Né le 11 juillet 1891, Sadi Joseph LECOINTE est le fils de Séraphin LECOINTE et de Noémie LEMIRE.
Séraphin est originaire de Gourchelles dans l’Oise et Noémie de Beaucamps-le-Jeune dans la Somme. Situées dans deux départements distincts, les deux communes ne sont pourtant éloignées que d’une dizaine de kilomètres. Entre elles, se trouve la ville d’Aumale, grand bourg industriel et commercial de la Vallée de la Bresle, en Seine-Inférieure.
Quand ils s’unissent devant le maire de Beaucamps-le-Jeune en 1890, Séraphin a 24 ans et Noémie 18. L’amour est présent. Le bonheur est assuré.

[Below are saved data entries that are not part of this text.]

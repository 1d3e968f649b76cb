//! Fixed-timestep tick loop with a staged system pipeline.
//!
//! The [`TickLoop`] drives the simulation forward. Each tick:
//!
//! 1. Every registered system runs, ordered by [`Stage`] and then by
//!    registration order within a stage. Systems may write components in
//!    place but queue structural changes (spawns, removals) in the shared
//!    [`CommandBuffer`].
//! 2. The command buffer is flushed: queued spawns, then the deletion sweep.
//! 3. The tick counter advances.
//!
//! [`TickLoop::advance`] feeds variable frame times through an accumulator and
//! runs as many whole ticks as fit, so simulation always steps by the same
//! `fixed_dt`. A pause timer can hold the simulation still without touching
//! storage.
//!
//! # Example
//!
//! ```
//! use drift_engine::prelude::*;
//!
//! let world = World::new();
//! let mut tick_loop = TickLoop::new(world, TickConfig::default()).unwrap();
//!
//! tick_loop
//!     .add_system(Stage::Movement, "noop", |_world, _cmds, _ctx| Ok(()))
//!     .unwrap();
//!
//! // Two and a half ticks worth of frame time runs two ticks.
//! let steps = tick_loop.advance(2.5 / 60.0);
//! assert_eq!(steps, 2);
//! assert_eq!(tick_loop.tick_count(), 2);
//! ```

use std::time::{Duration, Instant};

use drift_ecs::command::{ApplyReport, CommandBuffer};
use drift_ecs::world::World;
use drift_ecs::EcsError;
use serde::Deserialize;
use tracing::{debug, trace, warn};

use crate::error::EngineError;

// ---------------------------------------------------------------------------
// TickConfig
// ---------------------------------------------------------------------------

/// Configuration for the fixed-timestep tick loop.
///
/// The `fixed_dt` is the duration in seconds of each simulation tick. A value
/// of `1.0 / 60.0` gives 60 ticks per second.
#[derive(Debug, Clone, PartialEq, Deserialize)]
#[serde(default)]
pub struct TickConfig {
    /// Fixed time step in seconds per tick. Must be positive and finite.
    pub fixed_dt: f64,
    /// Most ticks [`TickLoop::advance`] runs for one frame. Backlog beyond
    /// this is dropped.
    pub max_steps_per_frame: u32,
}

impl Default for TickConfig {
    /// Defaults to 60 Hz with at most 8 catch-up ticks per frame.
    fn default() -> Self {
        Self {
            fixed_dt: 1.0 / 60.0,
            max_steps_per_frame: 8,
        }
    }
}

impl TickConfig {
    pub fn validate(&self) -> Result<(), EngineError> {
        if !(self.fixed_dt > 0.0 && self.fixed_dt.is_finite()) {
            return Err(EngineError::InvalidConfig(format!(
                "fixed_dt must be positive and finite, got {}",
                self.fixed_dt
            )));
        }
        if self.max_steps_per_frame == 0 {
            return Err(EngineError::InvalidConfig(
                "max_steps_per_frame must be at least 1".to_owned(),
            ));
        }
        Ok(())
    }

    /// Parse and validate a JSON config. Missing fields take their defaults.
    pub fn from_json_str(text: &str) -> Result<Self, EngineError> {
        let config: Self = serde_json::from_str(text)?;
        config.validate()?;
        Ok(config)
    }
}

// ---------------------------------------------------------------------------
// Stage
// ---------------------------------------------------------------------------

/// Pipeline stages, in execution order.
#[derive(Debug, Clone, Copy, PartialEq, Eq, PartialOrd, Ord, Hash)]
pub enum Stage {
    Input,
    Movement,
    CollisionDetection,
    CollisionResolution,
    /// Lifetime countdown and cleanup marking.
    Lifetime,
    /// Systems that queue spawns.
    Spawn,
    /// Last chance to mark entities before the flush.
    Removal,
}

impl Stage {
    /// Every stage in execution order.
    pub const ALL: [Stage; 7] = [
        Stage::Input,
        Stage::Movement,
        Stage::CollisionDetection,
        Stage::CollisionResolution,
        Stage::Lifetime,
        Stage::Spawn,
        Stage::Removal,
    ];
}

// ---------------------------------------------------------------------------
// TickContext
// ---------------------------------------------------------------------------

/// Per-tick values handed to every system.
#[derive(Debug, Clone, Copy, PartialEq)]
pub struct TickContext {
    /// Index of the tick being run (0 for the first tick).
    pub tick: u64,
    /// Fixed time step in seconds.
    pub dt: f64,
    /// Simulation time at the start of this tick.
    pub sim_time: f64,
}

// ---------------------------------------------------------------------------
// TickDiagnostics
// ---------------------------------------------------------------------------

/// Timing diagnostics for the last tick.
#[derive(Debug, Clone, Default)]
pub struct TickDiagnostics {
    /// Wall-clock time per system (in order of execution).
    pub system_times: Vec<(String, Duration)>,
    /// Total time for the tick (systems + command apply).
    pub total_time: Duration,
    /// Time spent applying commands.
    pub command_apply_time: Duration,
    /// Systems that returned an error this tick.
    pub failed_systems: usize,
}

// ---------------------------------------------------------------------------
// SystemFn
// ---------------------------------------------------------------------------

/// A system function run once per tick.
///
/// Systems get the [`World`] mutably so they can update components in place.
/// Spawns and removals go through the [`CommandBuffer`]; calling
/// `World::remove` from a system while another system's view is live is not
/// possible, but removing mid-pipeline would still reorder rows for later
/// systems in the same tick.
pub type SystemFn = fn(&mut World, &mut CommandBuffer, &TickContext) -> Result<(), EcsError>;

#[derive(Debug)]
struct RegisteredSystem {
    name: String,
    stage: Stage,
    func: SystemFn,
}

// ---------------------------------------------------------------------------
// TickLoop
// ---------------------------------------------------------------------------

/// The fixed-timestep tick loop.
///
/// Owns the [`World`] and the per-tick [`CommandBuffer`]. Given the same
/// initial world, the same systems and the same frame times, every run
/// produces the same results: system order is fixed, the command flush is
/// FIFO and simulation time is `tick_count * fixed_dt`.
pub struct TickLoop {
    world: World,
    command_buffer: CommandBuffer,
    /// Sorted by stage, then registration order.
    systems: Vec<RegisteredSystem>,
    tick_counter: u64,
    config: TickConfig,
    /// Unsimulated frame time, always below `fixed_dt` between frames.
    accumulator: f64,
    /// Seconds of pause left.
    pause_remaining: f64,
    last_diagnostics: TickDiagnostics,
}

impl std::fmt::Debug for TickLoop {
    fn fmt(&self, f: &mut std::fmt::Formatter<'_>) -> std::fmt::Result {
        f.debug_struct("TickLoop")
            .field("tick", &self.tick_counter)
            .field("systems", &self.system_names())
            .field("config", &self.config)
            .field("paused", &self.is_paused())
            .finish()
    }
}

impl TickLoop {
    /// Create a tick loop around `world`.
    ///
    /// # Errors
    ///
    /// [`EngineError::InvalidConfig`] if `config` fails validation.
    pub fn new(world: World, config: TickConfig) -> Result<Self, EngineError> {
        config.validate()?;
        Ok(Self {
            world,
            command_buffer: CommandBuffer::new(),
            systems: Vec::new(),
            tick_counter: 0,
            config,
            accumulator: 0.0,
            pause_remaining: 0.0,
            last_diagnostics: TickDiagnostics::default(),
        })
    }

    /// Register a system in `stage`. Within a stage, systems run in the order
    /// they were added.
    pub fn add_system(&mut self, stage: Stage, name: &str, func: SystemFn) -> Result<(), EngineError> {
        if self.systems.iter().any(|s| s.name == name) {
            return Err(EngineError::DuplicateSystem {
                name: name.to_owned(),
            });
        }
        let at = self.systems.partition_point(|s| s.stage <= stage);
        self.systems.insert(
            at,
            RegisteredSystem {
                name: name.to_owned(),
                stage,
                func,
            },
        );
        debug!(system = name, ?stage, "registered system");
        Ok(())
    }

    /// Execute one simulation tick and flush the command buffer.
    ///
    /// A system that returns an error is logged and skipped; the remaining
    /// systems and the flush still run.
    pub fn tick(&mut self) -> ApplyReport {
        let tick_start = Instant::now();
        let ctx = TickContext {
            tick: self.tick_counter,
            dt: self.config.fixed_dt,
            sim_time: self.sim_time(),
        };
        let mut system_times = Vec::with_capacity(self.systems.len());
        let mut failed_systems = 0;

        for system in &self.systems {
            let sys_start = Instant::now();
            if let Err(e) = (system.func)(&mut self.world, &mut self.command_buffer, &ctx) {
                failed_systems += 1;
                warn!(
                    tick = ctx.tick,
                    system = %system.name,
                    stage = ?system.stage,
                    error = %e,
                    "system failed"
                );
            }
            system_times.push((system.name.clone(), sys_start.elapsed()));
        }

        let apply_start = Instant::now();
        let report = self.command_buffer.apply(&mut self.world);
        let command_apply_time = apply_start.elapsed();

        self.tick_counter += 1;
        self.last_diagnostics = TickDiagnostics {
            system_times,
            total_time: tick_start.elapsed(),
            command_apply_time,
            failed_systems,
        };
        trace!(
            tick = ctx.tick,
            spawned = report.spawned.len(),
            removed = report.removed.len(),
            failed = report.failed,
            "tick complete"
        );
        report
    }

    /// Run `count` ticks back to back, merging their reports.
    pub fn run_ticks(&mut self, count: u64) -> ApplyReport {
        let mut total = ApplyReport::default();
        for _ in 0..count {
            total.merge(self.tick());
        }
        total
    }

    /// Feed `frame_dt` seconds of wall time into the accumulator and run every
    /// whole tick that fits, up to `max_steps_per_frame`. Returns the number
    /// of ticks run.
    ///
    /// While paused, frame time is spent on the pause instead; time left over
    /// once the pause ends is simulated normally. Negative or non-finite
    /// frame times are ignored.
    pub fn advance(&mut self, frame_dt: f64) -> u32 {
        if !(frame_dt.is_finite() && frame_dt > 0.0) {
            return 0;
        }
        let mut frame_dt = frame_dt;
        if self.pause_remaining > 0.0 {
            let spent = frame_dt.min(self.pause_remaining);
            self.pause_remaining -= spent;
            frame_dt -= spent;
            if self.pause_remaining <= 0.0 {
                self.pause_remaining = 0.0;
                debug!(tick = self.tick_counter, "pause elapsed");
            }
            if frame_dt <= 0.0 {
                return 0;
            }
        }

        let dt = self.config.fixed_dt;
        self.accumulator += frame_dt;
        let mut steps = 0;
        while self.accumulator >= dt && steps < self.config.max_steps_per_frame {
            self.tick();
            self.accumulator -= dt;
            steps += 1;
        }
        if self.accumulator >= dt {
            // `%` is exact, so the remainder lands in [0, dt) without drift.
            let remainder = self.accumulator % dt;
            let dropped = ((self.accumulator - remainder) / dt).round();
            self.accumulator = remainder.max(0.0);
            debug!(
                dropped_ticks = dropped as u64,
                "frame exceeded max_steps_per_frame; dropping backlog"
            );
        }
        steps
    }

    /// Fraction of a tick left in the accumulator, in `[0, 1)`. Useful for
    /// interpolating presentation between ticks.
    pub fn alpha(&self) -> f64 {
        self.accumulator / self.config.fixed_dt
    }

    /// Skip gameplay updates for `seconds` of frame time. Replaces any pause
    /// already running.
    pub fn pause_for(&mut self, seconds: f64) {
        self.pause_remaining = if seconds.is_finite() { seconds.max(0.0) } else { 0.0 };
        debug!(seconds = self.pause_remaining, "pausing simulation");
    }

    /// End a pause early.
    pub fn resume(&mut self) {
        self.pause_remaining = 0.0;
    }

    pub fn is_paused(&self) -> bool {
        self.pause_remaining > 0.0
    }

    /// Seconds of pause left.
    pub fn pause_remaining(&self) -> f64 {
        self.pause_remaining
    }

    // -- accessors ----------------------------------------------------------

    /// The number of ticks executed so far.
    pub fn tick_count(&self) -> u64 {
        self.tick_counter
    }

    /// The current simulation time in seconds.
    ///
    /// Computed as `tick_count * fixed_dt` to avoid floating-point drift from
    /// repeated addition.
    pub fn sim_time(&self) -> f64 {
        self.tick_counter as f64 * self.config.fixed_dt
    }

    pub fn fixed_dt(&self) -> f64 {
        self.config.fixed_dt
    }

    pub fn config(&self) -> &TickConfig {
        &self.config
    }

    /// Read-only access to the world.
    pub fn world(&self) -> &World {
        &self.world
    }

    /// Mutable access to the world, for setup between ticks.
    pub fn world_mut(&mut self) -> &mut World {
        &mut self.world
    }

    /// Commands queued for the next flush.
    pub fn commands(&self) -> &CommandBuffer {
        &self.command_buffer
    }

    /// Queue commands from outside a tick; they are applied at the end of the
    /// next tick.
    pub fn commands_mut(&mut self) -> &mut CommandBuffer {
        &mut self.command_buffer
    }

    pub fn system_count(&self) -> usize {
        self.systems.len()
    }

    /// The names of all registered systems, in execution order.
    pub fn system_names(&self) -> Vec<&str> {
        self.systems.iter().map(|s| s.name.as_str()).collect()
    }

    /// Diagnostics from the last tick (timing per system).
    pub fn last_diagnostics(&self) -> &TickDiagnostics {
        &self.last_diagnostics
    }
}

// ---------------------------------------------------------------------------
// Tests
// ---------------------------------------------------------------------------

Séraphin et Noémie s’installent à Saint-Germain-sur-Bresle, au lieu-dit « Le Moulin bleu », où résident les parents LECOINTE, prénommés Théodore et Adelphine. Séraphin est charpentier comme l’est son père.
C’est donc à Saint-Germain-sur-Bresle que naît Sadi Joseph LECOINTE, premier enfant du couple.
La petite famille déménage rapidement pour le village voisin de Beaucamps-le-Jeune. Noémie, la jeune maman, est heureuse de pouvoir se rapprocher de ses parents, Emile et Argentine.

Au début de l’année 1893, Guillaume vient au monde suivi, en septembre 1894 de Gaston. Les deux nourrissons perdent la vie à quelques semaines d’intervalle à la fin de l’année 1894. Noémie est dévastée par la douleur.
Séraphin, Noémie et le petit Sadi quittent la commune de Beaucamps-le-Jeune pour s’installer sur la rive gauche de la Vallée de la Bresle, dans le département de l’Oise. Ils habitent « Le Village » à Gourchelles, commune d’origine de la famille LECOINTE.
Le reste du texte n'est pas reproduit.